- **Aim of the task**: Look for the string "once" in the listing below and copy every line in which it appears.

- **Extracted entries**:
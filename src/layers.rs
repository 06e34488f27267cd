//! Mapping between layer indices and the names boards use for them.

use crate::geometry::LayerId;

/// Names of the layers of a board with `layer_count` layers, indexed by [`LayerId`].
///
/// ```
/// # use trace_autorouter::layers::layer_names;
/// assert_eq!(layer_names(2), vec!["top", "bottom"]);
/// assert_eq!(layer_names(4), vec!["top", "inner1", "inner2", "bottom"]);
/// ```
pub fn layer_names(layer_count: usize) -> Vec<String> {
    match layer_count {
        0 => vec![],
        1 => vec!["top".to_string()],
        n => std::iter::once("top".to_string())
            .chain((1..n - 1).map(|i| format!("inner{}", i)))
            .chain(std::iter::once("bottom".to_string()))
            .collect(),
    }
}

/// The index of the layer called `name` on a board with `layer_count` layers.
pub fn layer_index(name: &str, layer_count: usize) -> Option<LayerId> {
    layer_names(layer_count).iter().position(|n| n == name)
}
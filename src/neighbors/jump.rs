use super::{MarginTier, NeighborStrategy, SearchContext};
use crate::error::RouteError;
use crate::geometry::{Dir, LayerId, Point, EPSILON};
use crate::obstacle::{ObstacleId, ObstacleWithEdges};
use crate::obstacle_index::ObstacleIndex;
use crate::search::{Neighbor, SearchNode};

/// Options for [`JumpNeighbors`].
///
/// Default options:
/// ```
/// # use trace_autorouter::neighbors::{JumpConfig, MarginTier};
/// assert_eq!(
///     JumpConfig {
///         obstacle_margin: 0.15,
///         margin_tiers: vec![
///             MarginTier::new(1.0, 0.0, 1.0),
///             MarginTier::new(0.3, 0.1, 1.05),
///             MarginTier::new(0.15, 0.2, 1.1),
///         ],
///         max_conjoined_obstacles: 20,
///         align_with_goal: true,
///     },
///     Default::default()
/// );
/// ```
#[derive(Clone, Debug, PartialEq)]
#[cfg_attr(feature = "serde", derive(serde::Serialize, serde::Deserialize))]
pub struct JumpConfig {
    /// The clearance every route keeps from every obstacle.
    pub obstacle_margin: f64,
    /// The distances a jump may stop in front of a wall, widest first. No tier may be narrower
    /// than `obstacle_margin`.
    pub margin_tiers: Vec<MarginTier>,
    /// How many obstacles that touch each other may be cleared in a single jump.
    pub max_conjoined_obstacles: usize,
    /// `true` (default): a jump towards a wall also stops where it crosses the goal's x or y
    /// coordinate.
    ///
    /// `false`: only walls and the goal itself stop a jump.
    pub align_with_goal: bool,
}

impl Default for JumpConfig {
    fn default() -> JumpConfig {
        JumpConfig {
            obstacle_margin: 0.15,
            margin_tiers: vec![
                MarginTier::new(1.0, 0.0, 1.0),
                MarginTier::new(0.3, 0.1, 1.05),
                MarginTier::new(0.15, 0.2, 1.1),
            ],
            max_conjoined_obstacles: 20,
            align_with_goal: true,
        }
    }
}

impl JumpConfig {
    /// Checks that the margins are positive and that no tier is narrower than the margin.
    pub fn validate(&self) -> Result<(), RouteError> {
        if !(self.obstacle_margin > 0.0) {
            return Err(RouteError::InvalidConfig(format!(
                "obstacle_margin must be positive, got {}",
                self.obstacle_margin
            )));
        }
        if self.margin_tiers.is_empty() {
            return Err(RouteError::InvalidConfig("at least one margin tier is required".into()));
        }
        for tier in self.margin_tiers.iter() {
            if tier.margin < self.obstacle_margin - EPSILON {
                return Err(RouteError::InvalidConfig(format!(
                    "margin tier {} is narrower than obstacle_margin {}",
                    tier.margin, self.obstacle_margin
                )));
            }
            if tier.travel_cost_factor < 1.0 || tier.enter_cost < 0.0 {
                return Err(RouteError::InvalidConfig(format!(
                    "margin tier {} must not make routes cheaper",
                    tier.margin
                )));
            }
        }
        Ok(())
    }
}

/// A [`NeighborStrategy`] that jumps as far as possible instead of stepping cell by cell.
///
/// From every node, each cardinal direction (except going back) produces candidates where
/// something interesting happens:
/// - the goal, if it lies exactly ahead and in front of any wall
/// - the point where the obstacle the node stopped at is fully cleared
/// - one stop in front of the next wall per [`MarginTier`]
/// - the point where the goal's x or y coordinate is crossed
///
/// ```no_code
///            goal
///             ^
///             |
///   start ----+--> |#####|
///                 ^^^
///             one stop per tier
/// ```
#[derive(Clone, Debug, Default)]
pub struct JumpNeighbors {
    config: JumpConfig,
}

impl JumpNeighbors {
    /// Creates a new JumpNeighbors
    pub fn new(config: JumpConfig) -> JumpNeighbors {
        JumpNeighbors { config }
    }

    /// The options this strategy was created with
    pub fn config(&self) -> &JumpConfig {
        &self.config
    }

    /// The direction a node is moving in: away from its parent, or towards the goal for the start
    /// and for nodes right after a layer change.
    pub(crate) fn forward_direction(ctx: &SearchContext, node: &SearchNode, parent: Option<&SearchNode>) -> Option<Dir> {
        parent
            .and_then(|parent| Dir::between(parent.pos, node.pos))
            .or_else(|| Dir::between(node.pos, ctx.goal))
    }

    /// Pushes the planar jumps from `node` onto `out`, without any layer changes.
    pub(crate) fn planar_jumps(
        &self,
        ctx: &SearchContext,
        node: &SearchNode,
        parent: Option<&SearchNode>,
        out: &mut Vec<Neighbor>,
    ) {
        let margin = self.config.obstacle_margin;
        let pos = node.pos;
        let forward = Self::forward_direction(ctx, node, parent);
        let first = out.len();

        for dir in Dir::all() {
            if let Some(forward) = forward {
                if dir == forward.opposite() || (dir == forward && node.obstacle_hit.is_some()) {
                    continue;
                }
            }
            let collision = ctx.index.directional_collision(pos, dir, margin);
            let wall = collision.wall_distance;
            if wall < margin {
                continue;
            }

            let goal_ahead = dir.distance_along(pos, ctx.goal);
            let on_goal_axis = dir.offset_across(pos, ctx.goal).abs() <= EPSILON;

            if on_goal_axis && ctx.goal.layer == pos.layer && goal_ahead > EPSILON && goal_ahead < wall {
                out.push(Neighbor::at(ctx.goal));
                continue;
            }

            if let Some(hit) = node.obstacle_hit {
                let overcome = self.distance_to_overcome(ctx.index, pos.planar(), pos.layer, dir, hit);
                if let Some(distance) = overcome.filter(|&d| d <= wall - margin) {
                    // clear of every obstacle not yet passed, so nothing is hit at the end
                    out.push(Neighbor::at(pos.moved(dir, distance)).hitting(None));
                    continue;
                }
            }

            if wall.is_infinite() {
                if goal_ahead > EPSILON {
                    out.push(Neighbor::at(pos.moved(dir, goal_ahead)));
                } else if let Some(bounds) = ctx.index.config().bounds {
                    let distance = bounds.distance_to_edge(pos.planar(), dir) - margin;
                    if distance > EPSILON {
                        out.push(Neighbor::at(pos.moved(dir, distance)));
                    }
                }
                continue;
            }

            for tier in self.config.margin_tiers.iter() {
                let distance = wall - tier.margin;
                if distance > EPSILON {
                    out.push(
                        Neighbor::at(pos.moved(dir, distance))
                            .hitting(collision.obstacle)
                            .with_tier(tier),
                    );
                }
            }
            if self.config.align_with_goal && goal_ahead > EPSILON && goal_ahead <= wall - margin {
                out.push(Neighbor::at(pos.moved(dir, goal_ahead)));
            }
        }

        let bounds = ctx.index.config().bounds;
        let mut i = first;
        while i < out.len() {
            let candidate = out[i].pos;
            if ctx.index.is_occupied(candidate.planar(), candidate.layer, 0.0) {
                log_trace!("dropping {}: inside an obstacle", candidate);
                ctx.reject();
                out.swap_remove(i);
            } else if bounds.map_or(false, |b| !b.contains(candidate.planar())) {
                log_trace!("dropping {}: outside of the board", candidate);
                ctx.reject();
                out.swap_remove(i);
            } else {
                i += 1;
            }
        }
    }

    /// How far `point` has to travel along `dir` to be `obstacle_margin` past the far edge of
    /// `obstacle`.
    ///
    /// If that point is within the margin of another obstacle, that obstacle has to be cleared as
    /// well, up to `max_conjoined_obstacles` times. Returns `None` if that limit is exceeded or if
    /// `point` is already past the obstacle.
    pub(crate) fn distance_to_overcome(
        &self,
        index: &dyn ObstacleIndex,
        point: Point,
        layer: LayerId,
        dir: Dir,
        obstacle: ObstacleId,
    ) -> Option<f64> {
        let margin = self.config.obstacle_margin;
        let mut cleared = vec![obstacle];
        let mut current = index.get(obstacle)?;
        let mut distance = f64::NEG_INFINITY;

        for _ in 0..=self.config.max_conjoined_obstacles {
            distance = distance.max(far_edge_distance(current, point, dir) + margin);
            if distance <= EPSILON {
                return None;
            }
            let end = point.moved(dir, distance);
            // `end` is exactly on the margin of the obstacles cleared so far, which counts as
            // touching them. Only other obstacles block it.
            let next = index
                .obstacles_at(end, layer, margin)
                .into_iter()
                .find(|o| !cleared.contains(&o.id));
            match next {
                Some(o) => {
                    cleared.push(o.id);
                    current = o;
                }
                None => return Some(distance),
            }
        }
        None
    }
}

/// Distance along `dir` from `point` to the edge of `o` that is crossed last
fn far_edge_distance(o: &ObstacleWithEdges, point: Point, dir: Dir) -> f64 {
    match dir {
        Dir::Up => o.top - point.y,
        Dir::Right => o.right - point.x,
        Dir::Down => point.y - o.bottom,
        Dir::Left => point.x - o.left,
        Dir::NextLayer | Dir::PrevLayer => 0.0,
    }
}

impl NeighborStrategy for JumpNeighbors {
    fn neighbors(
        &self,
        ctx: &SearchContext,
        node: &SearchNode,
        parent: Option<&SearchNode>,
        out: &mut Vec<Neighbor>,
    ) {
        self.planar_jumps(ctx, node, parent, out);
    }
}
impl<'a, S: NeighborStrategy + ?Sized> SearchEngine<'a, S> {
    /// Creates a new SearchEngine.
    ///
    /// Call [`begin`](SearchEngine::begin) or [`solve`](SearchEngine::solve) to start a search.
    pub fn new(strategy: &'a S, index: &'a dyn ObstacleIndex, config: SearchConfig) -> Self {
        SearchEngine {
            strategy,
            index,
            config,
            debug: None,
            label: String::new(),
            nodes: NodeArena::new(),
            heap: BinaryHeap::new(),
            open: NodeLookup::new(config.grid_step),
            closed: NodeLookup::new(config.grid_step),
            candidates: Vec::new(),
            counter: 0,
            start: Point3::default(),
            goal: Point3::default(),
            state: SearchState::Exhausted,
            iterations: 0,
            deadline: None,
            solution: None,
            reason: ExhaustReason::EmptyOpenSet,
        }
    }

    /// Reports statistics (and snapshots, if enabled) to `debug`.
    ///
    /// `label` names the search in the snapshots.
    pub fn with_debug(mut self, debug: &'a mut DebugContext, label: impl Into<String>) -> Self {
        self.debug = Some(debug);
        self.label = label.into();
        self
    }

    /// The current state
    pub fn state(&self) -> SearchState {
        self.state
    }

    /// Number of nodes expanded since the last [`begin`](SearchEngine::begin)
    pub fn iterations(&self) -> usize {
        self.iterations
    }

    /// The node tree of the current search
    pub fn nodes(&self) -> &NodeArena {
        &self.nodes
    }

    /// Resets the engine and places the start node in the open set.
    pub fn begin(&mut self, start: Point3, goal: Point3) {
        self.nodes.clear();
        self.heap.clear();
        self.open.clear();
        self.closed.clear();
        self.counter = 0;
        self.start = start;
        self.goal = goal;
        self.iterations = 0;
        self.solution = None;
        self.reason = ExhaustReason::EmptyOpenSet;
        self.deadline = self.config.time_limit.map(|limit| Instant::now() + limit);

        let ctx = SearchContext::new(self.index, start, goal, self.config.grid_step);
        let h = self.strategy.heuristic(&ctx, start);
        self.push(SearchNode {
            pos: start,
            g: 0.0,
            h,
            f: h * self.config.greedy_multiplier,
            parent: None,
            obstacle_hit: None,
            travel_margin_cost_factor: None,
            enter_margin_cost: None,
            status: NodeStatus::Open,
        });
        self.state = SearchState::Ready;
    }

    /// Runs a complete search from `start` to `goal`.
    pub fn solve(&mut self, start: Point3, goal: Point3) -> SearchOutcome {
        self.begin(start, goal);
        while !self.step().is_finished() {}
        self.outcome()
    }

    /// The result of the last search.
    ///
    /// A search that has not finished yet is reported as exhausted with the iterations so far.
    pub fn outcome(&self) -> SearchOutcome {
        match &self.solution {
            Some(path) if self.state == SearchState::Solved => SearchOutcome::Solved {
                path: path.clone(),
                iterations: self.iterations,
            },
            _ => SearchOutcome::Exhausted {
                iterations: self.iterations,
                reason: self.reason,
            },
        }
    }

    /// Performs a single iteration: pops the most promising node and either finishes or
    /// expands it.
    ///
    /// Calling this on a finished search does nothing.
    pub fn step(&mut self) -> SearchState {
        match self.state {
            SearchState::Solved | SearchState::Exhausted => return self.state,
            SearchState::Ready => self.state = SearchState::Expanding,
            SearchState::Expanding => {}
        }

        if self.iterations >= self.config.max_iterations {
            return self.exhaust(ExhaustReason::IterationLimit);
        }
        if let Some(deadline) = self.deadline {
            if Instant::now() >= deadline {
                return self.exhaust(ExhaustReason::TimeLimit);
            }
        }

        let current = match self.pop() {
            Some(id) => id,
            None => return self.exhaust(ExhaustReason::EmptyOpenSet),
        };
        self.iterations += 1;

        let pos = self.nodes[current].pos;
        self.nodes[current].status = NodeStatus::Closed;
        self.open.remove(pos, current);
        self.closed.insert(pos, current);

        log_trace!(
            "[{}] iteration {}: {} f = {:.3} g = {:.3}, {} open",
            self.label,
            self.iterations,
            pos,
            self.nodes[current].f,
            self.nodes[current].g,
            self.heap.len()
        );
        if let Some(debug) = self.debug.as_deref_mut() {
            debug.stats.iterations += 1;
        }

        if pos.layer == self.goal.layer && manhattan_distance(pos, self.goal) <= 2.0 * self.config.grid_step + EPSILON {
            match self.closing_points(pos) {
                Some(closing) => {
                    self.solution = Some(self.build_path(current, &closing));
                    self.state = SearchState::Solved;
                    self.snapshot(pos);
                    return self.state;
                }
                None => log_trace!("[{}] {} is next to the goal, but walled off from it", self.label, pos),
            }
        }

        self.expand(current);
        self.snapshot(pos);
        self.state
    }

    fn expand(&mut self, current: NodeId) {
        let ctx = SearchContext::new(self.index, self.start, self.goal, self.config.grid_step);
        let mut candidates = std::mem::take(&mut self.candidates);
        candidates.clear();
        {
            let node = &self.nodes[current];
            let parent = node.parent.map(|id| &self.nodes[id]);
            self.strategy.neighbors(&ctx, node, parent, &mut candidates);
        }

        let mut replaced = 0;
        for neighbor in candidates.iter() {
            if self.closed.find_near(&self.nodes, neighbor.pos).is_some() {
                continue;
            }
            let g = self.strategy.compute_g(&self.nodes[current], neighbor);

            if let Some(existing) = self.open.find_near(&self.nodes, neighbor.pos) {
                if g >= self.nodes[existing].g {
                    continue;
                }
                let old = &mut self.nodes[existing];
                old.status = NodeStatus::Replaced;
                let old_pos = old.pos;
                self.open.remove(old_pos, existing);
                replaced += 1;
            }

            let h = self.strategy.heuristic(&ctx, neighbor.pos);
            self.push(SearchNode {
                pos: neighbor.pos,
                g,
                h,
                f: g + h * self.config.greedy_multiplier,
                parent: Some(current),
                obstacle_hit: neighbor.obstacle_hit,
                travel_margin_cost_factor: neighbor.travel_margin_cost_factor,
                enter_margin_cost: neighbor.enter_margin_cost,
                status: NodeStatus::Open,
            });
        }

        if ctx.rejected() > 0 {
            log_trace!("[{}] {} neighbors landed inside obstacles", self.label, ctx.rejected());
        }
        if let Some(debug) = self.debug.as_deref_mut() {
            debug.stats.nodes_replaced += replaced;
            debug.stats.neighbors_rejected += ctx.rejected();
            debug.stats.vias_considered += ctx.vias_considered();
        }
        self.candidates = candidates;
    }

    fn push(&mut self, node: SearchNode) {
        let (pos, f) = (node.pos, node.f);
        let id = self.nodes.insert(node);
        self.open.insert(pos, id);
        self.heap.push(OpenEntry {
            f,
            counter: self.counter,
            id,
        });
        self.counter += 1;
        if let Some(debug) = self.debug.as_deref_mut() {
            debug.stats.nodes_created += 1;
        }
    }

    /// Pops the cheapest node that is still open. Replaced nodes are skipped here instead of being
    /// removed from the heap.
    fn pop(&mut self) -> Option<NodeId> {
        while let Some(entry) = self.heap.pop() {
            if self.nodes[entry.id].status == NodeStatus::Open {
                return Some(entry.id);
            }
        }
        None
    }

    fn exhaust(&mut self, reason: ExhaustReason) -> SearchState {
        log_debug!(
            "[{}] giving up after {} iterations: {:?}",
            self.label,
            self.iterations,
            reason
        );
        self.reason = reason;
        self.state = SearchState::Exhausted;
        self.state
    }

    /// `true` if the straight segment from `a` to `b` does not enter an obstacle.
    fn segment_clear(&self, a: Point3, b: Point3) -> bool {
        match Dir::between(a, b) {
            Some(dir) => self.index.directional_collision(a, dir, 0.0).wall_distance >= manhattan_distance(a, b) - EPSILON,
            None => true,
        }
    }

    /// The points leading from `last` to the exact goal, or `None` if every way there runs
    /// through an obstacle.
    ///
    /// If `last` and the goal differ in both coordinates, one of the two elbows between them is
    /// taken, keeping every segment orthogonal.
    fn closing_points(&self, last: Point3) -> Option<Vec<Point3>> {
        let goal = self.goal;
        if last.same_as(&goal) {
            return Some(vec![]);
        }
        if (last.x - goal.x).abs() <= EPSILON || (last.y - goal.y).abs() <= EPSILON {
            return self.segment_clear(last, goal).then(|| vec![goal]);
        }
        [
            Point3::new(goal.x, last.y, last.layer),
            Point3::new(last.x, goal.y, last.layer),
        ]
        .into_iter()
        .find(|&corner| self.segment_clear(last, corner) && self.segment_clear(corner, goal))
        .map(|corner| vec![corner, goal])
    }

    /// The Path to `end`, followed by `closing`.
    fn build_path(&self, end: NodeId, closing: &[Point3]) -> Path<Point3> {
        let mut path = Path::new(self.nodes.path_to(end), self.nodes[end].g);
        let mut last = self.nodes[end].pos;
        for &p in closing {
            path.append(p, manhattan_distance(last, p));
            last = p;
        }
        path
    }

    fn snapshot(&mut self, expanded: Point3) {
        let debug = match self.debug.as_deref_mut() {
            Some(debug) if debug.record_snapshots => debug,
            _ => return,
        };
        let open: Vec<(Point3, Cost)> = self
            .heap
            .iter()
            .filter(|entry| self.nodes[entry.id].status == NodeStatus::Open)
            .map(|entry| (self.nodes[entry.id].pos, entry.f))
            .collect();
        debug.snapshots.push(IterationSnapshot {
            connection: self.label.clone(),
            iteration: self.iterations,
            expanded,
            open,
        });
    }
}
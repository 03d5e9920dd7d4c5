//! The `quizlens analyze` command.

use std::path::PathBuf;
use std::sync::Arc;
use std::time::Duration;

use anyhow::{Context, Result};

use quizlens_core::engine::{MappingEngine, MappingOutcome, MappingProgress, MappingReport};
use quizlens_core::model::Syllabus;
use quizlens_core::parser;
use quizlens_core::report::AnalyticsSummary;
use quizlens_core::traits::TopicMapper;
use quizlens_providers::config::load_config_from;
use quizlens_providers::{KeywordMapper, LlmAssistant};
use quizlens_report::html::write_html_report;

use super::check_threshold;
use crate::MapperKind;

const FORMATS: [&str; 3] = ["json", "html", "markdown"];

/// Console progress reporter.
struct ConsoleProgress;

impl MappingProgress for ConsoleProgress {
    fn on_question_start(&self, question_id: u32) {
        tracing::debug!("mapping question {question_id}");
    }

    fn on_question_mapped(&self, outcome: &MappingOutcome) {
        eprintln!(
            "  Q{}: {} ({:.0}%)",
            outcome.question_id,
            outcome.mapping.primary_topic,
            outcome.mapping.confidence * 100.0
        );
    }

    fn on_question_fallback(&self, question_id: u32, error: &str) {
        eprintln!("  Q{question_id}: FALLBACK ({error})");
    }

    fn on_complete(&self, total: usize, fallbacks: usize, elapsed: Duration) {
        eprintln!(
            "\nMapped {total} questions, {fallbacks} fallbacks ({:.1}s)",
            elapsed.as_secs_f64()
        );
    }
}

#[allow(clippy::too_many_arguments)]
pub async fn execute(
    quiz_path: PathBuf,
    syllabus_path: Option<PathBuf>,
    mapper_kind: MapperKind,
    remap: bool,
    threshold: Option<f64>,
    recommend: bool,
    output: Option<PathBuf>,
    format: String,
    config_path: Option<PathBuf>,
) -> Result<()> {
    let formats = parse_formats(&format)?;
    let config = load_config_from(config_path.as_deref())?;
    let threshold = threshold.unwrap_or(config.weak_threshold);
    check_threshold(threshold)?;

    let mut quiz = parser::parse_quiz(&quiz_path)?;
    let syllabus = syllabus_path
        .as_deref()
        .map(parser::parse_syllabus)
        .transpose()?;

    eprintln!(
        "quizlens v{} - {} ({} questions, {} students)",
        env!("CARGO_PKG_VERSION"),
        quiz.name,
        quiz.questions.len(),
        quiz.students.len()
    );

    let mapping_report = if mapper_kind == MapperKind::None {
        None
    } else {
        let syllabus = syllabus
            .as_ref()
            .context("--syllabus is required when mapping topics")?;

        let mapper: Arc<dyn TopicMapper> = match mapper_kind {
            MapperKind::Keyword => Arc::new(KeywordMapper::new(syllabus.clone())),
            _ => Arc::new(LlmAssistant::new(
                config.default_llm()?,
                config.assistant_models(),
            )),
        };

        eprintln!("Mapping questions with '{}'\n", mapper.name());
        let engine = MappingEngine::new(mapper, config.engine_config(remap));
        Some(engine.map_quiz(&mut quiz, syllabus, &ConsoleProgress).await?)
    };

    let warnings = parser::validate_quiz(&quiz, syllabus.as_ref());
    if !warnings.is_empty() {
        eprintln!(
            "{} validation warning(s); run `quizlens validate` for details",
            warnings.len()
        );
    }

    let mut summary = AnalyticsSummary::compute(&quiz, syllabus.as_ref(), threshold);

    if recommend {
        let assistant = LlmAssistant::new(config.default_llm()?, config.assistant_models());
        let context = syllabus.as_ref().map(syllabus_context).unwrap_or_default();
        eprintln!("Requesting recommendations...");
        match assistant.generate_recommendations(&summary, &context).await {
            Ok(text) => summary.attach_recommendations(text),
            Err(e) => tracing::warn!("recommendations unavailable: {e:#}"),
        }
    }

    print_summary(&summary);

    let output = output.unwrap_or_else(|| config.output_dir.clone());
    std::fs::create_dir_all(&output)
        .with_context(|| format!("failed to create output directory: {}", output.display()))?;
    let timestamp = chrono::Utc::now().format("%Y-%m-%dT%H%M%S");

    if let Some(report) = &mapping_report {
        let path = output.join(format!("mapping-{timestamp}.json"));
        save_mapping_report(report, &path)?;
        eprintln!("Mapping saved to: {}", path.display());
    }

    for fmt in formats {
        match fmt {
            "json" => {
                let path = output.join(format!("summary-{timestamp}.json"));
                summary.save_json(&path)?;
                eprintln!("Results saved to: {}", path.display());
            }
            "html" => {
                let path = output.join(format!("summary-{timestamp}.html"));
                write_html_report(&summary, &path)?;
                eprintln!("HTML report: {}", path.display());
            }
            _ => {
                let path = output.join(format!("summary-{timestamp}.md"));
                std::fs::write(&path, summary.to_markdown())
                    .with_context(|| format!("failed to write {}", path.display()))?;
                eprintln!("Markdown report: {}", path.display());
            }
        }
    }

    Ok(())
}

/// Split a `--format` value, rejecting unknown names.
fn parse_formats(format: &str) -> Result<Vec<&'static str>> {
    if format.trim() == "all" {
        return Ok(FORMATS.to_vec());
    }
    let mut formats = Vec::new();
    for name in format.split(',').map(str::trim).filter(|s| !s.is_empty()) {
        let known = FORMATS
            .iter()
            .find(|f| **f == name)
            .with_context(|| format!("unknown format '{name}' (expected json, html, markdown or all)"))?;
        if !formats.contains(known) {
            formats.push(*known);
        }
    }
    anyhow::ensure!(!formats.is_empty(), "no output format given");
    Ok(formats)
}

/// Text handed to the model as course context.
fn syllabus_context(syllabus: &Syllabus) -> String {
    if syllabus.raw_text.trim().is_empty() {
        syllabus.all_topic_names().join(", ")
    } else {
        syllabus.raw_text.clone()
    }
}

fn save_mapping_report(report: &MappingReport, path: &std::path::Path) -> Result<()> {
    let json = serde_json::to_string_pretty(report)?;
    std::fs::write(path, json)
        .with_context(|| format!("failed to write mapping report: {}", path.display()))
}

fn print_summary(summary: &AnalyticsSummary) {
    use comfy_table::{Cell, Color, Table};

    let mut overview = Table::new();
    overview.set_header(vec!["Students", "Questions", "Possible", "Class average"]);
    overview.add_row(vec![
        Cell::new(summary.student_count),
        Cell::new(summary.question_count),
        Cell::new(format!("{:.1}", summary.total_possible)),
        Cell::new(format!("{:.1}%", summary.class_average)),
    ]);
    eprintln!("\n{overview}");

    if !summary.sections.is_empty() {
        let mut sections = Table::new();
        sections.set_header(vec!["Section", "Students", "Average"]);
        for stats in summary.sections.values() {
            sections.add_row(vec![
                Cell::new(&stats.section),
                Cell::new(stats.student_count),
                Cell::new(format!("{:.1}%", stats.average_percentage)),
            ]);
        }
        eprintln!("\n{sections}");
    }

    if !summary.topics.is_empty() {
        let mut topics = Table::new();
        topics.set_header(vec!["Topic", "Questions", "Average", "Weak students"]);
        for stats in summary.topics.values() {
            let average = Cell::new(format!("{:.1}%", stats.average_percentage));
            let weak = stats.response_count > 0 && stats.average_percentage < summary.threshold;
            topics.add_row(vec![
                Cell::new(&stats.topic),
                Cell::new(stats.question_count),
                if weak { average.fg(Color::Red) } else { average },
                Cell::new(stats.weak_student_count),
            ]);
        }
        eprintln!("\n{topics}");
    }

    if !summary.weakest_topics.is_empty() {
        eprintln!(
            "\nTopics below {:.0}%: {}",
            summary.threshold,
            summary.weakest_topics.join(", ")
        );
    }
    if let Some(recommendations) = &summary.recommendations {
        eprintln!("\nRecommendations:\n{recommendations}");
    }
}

- **Written solution**:
        n => std::iter::once("top".to_string())
            .chain(std::iter::once("bottom".to_string()))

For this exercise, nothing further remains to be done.